The big question: what will be the main challenges in community health for 2018?

06 February 2018

Three members offer their insight on the challenges ahead for health visitors, school nurses, and community nursery nurses.

Michelle Moseley

Programme manager for SCPHN (health visiting), Cardiff University and Wales chair, CPHVA Executive

The last year has seen continued cuts to the health visiting service, especially in England. We are already seeing the impact on children’s health and wellbeing (RCPCH, 2018). Health visitors (HVs) need to remain positive and passionate about their role – difficult, I know in such trying times. The health visiting service in Wales is a little brighter but comes with issues. Fortunately, we have a government who value our service. However, HV capacity and service provision is challenged to deliver the key contacts recommended via the Healthy Child Wales programme (Welsh Government, 2016). With rising workloads, a retiring workforce and evidence highlighting the impact of adverse childhood experiences (Public Health Wales, 2018; 2015), the need for greater numbers of HVs has never been more apparent. We need to remember why we ‘love’ health visiting, what brought us into it, and our HV principles. Plus how we can all jointly influence policy and advocate for children and families who require early intervention. Let us think about developing resilience while keeping the children and families we serve as our focus. HVs are key in forming therapeutic relationships and working in partnership with families and agencies. I love our profession. Our challenge is promoting it to enhance the service. Challenge accepted.

Margaret bunting

Lead nurse for school nursing, Southern Health and Social
Care Trust

I started as a school nurse (SN) in October 1992. Over the last 25 years, school nursing has changed considerably. It has moved from a position of being the ‘handmaid’ to the clinical medical officer to one of autonomy and leadership. Unfortunately despite these advances, public health nursing is under severe pressure to deliver the core universal services to school-aged children. Currently there is a shortage of SNs in Northern Ireland. 

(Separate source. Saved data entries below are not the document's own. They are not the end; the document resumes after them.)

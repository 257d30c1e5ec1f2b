//! Integration tests for configuration loading
//!
//! Tests that verify config loading from files and environment variables.

use brickstep::config::AppConfig;
use brickstep::session::EditorSession;
use serial_test::serial;

#[test]
#[serial]
fn test_env_override() {
    std::env::set_var("BRICKSTEP_EDITING__ADD_KEYS", "true");
    std::env::set_var("BRICKSTEP_DEBUG__LOG_LEVEL", "trace");
    let config = AppConfig::load();
    std::env::remove_var("BRICKSTEP_EDITING__ADD_KEYS");
    std::env::remove_var("BRICKSTEP_DEBUG__LOG_LEVEL");

    let config = config.unwrap();
    assert!(config.editing.add_keys);
    assert_eq!(config.debug.log_level, "trace");
}

#[test]
#[serial]
fn test_default_file_loading() {
    std::env::remove_var("BRICKSTEP_EDITING__ADD_KEYS");

    let cwd = std::env::current_dir().unwrap();
    assert!(cwd.join("config/default.toml").exists());

    let config = AppConfig::load().unwrap();
    assert_eq!(config.interface.line_width, 1.0);
    assert_eq!(config.editing.default_camera_position, [-250.0, -250.0, 75.0]);
}

#[test]
#[serial]
fn test_invalid_env_value_is_an_error() {
    std::env::set_var("BRICKSTEP_INTERFACE__LINE_WIDTH", "wide");
    let result = AppConfig::load();
    std::env::remove_var("BRICKSTEP_INTERFACE__LINE_WIDTH");

    let err = result.unwrap_err();
    assert!(err.to_string().starts_with("Configuration error"));
}

#[test]
#[serial]
fn test_session_uses_config_defaults() {
    std::env::set_var("BRICKSTEP_EDITING__ADD_KEYS", "true");
    let config = AppConfig::load();
    std::env::remove_var("BRICKSTEP_EDITING__ADD_KEYS");

    let mut session = EditorSession::new(&config.unwrap());
    assert!(session.add_keys());

    let light = session.add_light();
    let position = session.scene().light(light).unwrap().position();
    assert_eq!(position.to_array(), [0.0, -100.0, 100.0]);
}
//! Application configuration
//!
//! Configuration is loaded from multiple sources with the following priority (lowest to highest):
//! 1. `config/default.toml` (version controlled)
//! 2. `config/user.toml` (gitignored, user overrides)
//! 3. Environment variables (`BRICKSTEP_SECTION__KEY`)

use brickstep_core::InterfaceColors;
use brickstep_math::{Vec3, Vec4};
use figment::{Figment, providers::{Format, Toml, Env}};
use serde::{Serialize, Deserialize};
use std::path::Path;

/// Main application configuration
#[derive(Debug, Clone, Default, Serialize, Deserialize)]
pub struct AppConfig {
    /// Interface drawing configuration
    #[serde(default)]
    pub interface: InterfaceConfig,
    /// Editing defaults
    #[serde(default)]
    pub editing: EditingConfig,
    /// Debug configuration
    #[serde(default)]
    pub debug: DebugConfig,
}

impl AppConfig {
    /// Load configuration from default locations
    ///
    /// Priority (lowest to highest):
    /// 1. `config/default.toml`
    /// 2. `config/user.toml`
    /// 3. Environment variables (`BRICKSTEP_*`)
    pub fn load() -> Result<Self, ConfigError> {
        Self::load_from("config")
    }

    /// Load configuration from a specific config directory
    pub fn load_from<P: AsRef<Path>>(config_dir: P) -> Result<Self, ConfigError> {
        let config_dir = config_dir.as_ref();
        let default_path = config_dir.join("default.toml");
        let user_path = config_dir.join("user.toml");

        let mut figment = Figment::new();

        if default_path.exists() {
            figment = figment.merge(Toml::file(&default_path));
        }

        if user_path.exists() {
            figment = figment.merge(Toml::file(&user_path));
        }

        // BRICKSTEP_EDITING__ADD_KEYS=true -> editing.add_keys = true
        figment = figment.merge(Env::prefixed("BRICKSTEP_").split("__"));

        figment.extract().map_err(ConfigError::from)
    }
}

/// Colours and line width for editor handles
#[derive(Debug, Clone, Serialize, Deserialize)]
#[serde(default)]
pub struct InterfaceConfig {
    /// Base line width in pixels
    pub line_width: f32,
    /// Selected object colour [r, g, b, a]
    pub object_selected_color: [f32; 4],
    /// Focused object colour [r, g, b, a]
    pub object_focused_color: [f32; 4],
    pub light_color: [f32; 4],
    pub camera_color: [f32; 4],
    pub control_point_color: [f32; 4],
    pub control_point_focused_color: [f32; 4],
}

impl Default for InterfaceConfig {
    fn default() -> Self {
        let colors = InterfaceColors::default();
        Self {
            line_width: colors.line_width,
            object_selected_color: colors.object_selected.to_array(),
            object_focused_color: colors.object_focused.to_array(),
            light_color: colors.light.to_array(),
            camera_color: colors.camera.to_array(),
            control_point_color: colors.control_point.to_array(),
            control_point_focused_color: colors.control_point_focused.to_array(),
        }
    }
}

impl InterfaceConfig {
    /// Convert to the colour set used by interface drawing
    pub fn to_interface_colors(&self) -> InterfaceColors {
        InterfaceColors {
            line_width: self.line_width,
            object_selected: Vec4::from_array(self.object_selected_color),
            object_focused: Vec4::from_array(self.object_focused_color),
            light: Vec4::from_array(self.light_color),
            camera: Vec4::from_array(self.camera_color),
            control_point: Vec4::from_array(self.control_point_color),
            control_point_focused: Vec4::from_array(self.control_point_focused_color),
        }
    }
}

/// Editing defaults
#[derive(Debug, Clone, Serialize, Deserialize)]
#[serde(default)]
pub struct EditingConfig {
    /// Start with "add keys" enabled
    pub add_keys: bool,
    /// Position of newly created lights [x, y, z]
    pub default_light_position: [f32; 3],
    /// Position of newly created cameras [x, y, z]
    pub default_camera_position: [f32; 3],
    /// Target of newly created cameras [x, y, z]
    pub default_camera_target: [f32; 3],
}

impl Default for EditingConfig {
    fn default() -> Self {
        Self {
            add_keys: false,
            default_light_position: [0.0, -100.0, 100.0],
            default_camera_position: [-250.0, -250.0, 75.0],
            default_camera_target: [0.0, 0.0, 0.0],
        }
    }
}

impl EditingConfig {
    pub fn light_position(&self) -> Vec3 {
        Vec3::from(self.default_light_position)
    }

    pub fn camera_position(&self) -> Vec3 {
        Vec3::from(self.default_camera_position)
    }

    pub fn camera_target(&self) -> Vec3 {
        Vec3::from(self.default_camera_target)
    }
}

/// Debug configuration
#[derive(Debug, Clone, Serialize, Deserialize)]
#[serde(default)]
pub struct DebugConfig {
    /// Log level (error, warn, info, debug, trace)
    pub log_level: String,
}

impl Default for DebugConfig {
    fn default() -> Self {
        Self {
            log_level: "info".to_string(),
        }
    }
}

/// Configuration error
#[derive(Debug)]
pub struct ConfigError {
    message: String,
}

impl From<figment::Error> for ConfigError {
    fn from(e: figment::Error) -> Self {
        ConfigError {
            message: e.to_string(),
        }
    }
}

impl std::fmt::Display for ConfigError {
    fn fmt(&self, f: &mut std::fmt::Formatter<'_>) -> std::fmt::Result {
        write!(f, "Configuration error: {}", self.message)
    }
}

impl std::error::Error for ConfigError {}

#[cfg(test)]
mod tests {
    use super::*;

    #[test]
    fn test_default_config() {
        let config = AppConfig::default();
        assert_eq!(config.interface.line_width, 1.0);
        assert!(!config.editing.add_keys);
        assert_eq!(config.debug.log_level, "info");
    }

    #[test]
    fn test_interface_colors_round_trip_defaults() {
        let config = AppConfig::default();
        assert_eq!(config.interface.to_interface_colors(), InterfaceColors::default());
    }

    #[test]
    fn test_config_serialization() {
        let config = AppConfig::default();
        let toml = toml::to_string(&config).unwrap();
        assert!(toml.contains("object_selected_color"));
        assert!(toml.contains("add_keys"));
    }

    #[test]
    fn test_partial_section_uses_defaults() {
        let config: AppConfig = toml::from_str("[editing]\nadd_keys = true\n").unwrap();
        assert!(config.editing.add_keys);
        assert_eq!(config.editing.default_camera_target, [0.0, 0.0, 0.0]);
        assert_eq!(config.interface.line_width, 1.0);
    }

    #[test]
    fn test_load_from_missing_dir_uses_defaults() {
        let config = AppConfig::load_from("does/not/exist").unwrap();
        assert_eq!(config.editing.default_light_position, [0.0, -100.0, 100.0]);
    }
}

There needs to be investment in the training and employment of SNs to deliver on the full Healthy Child, Healthy Future programme and to influence and affect change with the current health crises of obesity and poor mental and emotional health among our children.

A policy response for Northern Ireland to the State of child health report 2017 (RCPCH, 2017) states that early intervention and prevention can reduce and resolve issues before they become more difficult and expensive to treat later on. School nursing plays a proactive role in early identification and prevention and additional investment in this service would offer invaluable long-term benefits.

Last July I had the privilege of attending the International School Nursing Conference. Sharing our experiences was great, but the main point I took away was that we offer a very high standard of school nursing in Northern Ireland.

Stella Mann

Community nursery nurse,
Dorset HealthCare and CPHVA Executive member

Now is an important year for the NHS and we need to look at the changing workforce. In particular, the role and challenges of the community nursery nurse (CNN). In some parts of England, skill mix teams have already been lost. In others, CNNs have been down-banded.We also have areas where CNNs are being asked to work above the scope of their job description – a lot of the time this work is being completed by the CNN as they fear job losses if they don’t comply. This may lead to unsafe practice.

For clients and colleagues across all four UK countries, the variety of staff they come into contact with is proving complicated due to the variety of job titles. As we are working more collaboratively with staff from local authorities, children’s centres and so on, we need to be able to distinguish the work that the CNN completes as part of the HV/SN team from that of the children centre worker.  

The other challenge to the CNN is the role of the nurse associate. Once qualified,the nurse associate will be on a Band 4 and they will be regulated. Will employers choose to recruit Band 4 regulated staff to work in an HV/SN team over Band 4 CNNs? With this in mind, the CNN expert reference group will be investigating the possibility of CNNs being regulated with a similar rationale to that of the nurse associate.


Royal College of Paediatrics and Child Health. (2018) State of child health, England – one year on. See: https://www.rcpch.ac.uk/system/files/protected/news/RCPCH_State_of_Child_Health_A4_England_R5_INT.pdf (accessed 24 January 2018).

Royal College of Paediatrics and Child Health. (2017) State of child health, 2017 recommendations for Northern Ireland. See https://www.rcpch.ac.uk/system/files/protected/page/SOCH-recommendations-NI.pdf (accessed 24 January 2108).
Welsh Government. (2016) An overview of the Healthy Child Wales programme. See: http://fis.ceredigion.gov.uk/wp-content/uploads/2016/09/HCWP-Welsh-Gov-document-FINAL-published-version1.pdf (accessed 29 January 2018).
Public Health Wales. (2018) Sources of resilience and their moderating relationships with harms from adverse childhood experiences. See: http://www.wales.nhs.uk/sitesplus/documents/888/ACE%20&%20Resilience%20Report%20(Eng_final2).pdf (Accessed 29.01.18).

Public Health Wales. (2015) Welsh adverse childhood experience study. Adverse Childhood experiences and their impact on health-harming behaviours in the Welsh adult population. See: wales.nhs.uk/sitesplus/888/page/88504 (Accessed 29 January 2018).